→ Exercise description: Copy every line of the following data that includes the string "floor".

START Records for the task

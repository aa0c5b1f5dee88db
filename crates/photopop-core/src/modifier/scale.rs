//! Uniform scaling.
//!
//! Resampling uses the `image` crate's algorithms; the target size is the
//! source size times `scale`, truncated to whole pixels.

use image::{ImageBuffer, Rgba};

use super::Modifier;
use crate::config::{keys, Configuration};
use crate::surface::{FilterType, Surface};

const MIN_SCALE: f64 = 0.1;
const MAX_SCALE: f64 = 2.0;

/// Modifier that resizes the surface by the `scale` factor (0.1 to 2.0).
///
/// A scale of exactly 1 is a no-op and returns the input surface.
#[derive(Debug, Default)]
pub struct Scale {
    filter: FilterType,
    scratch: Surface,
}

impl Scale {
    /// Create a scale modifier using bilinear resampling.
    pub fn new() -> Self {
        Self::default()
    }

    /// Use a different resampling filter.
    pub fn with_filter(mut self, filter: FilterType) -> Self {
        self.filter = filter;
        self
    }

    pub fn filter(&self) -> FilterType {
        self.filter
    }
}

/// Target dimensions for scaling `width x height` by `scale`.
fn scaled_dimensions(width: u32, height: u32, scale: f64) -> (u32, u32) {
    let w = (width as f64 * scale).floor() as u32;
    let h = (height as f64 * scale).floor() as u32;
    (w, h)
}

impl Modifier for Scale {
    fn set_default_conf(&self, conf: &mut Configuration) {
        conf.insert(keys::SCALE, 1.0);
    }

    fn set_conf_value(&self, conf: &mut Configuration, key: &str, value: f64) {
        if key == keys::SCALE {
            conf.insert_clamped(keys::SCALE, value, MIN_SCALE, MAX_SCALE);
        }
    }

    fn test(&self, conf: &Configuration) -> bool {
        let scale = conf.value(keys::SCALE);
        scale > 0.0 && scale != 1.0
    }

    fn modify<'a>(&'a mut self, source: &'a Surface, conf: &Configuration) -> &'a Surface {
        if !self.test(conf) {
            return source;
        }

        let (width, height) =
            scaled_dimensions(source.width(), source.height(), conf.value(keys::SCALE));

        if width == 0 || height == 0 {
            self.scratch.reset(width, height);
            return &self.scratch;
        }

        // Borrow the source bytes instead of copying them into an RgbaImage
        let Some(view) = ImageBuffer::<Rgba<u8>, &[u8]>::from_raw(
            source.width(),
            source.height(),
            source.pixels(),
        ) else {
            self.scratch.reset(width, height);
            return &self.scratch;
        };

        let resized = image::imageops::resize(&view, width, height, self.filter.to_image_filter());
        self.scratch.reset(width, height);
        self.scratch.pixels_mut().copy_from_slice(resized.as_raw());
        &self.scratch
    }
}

END Records for the task

→ Response to this exercise:
    let w = (width as f64 * scale).floor() as u32;
    let h = (height as f64 * scale).floor() as u32;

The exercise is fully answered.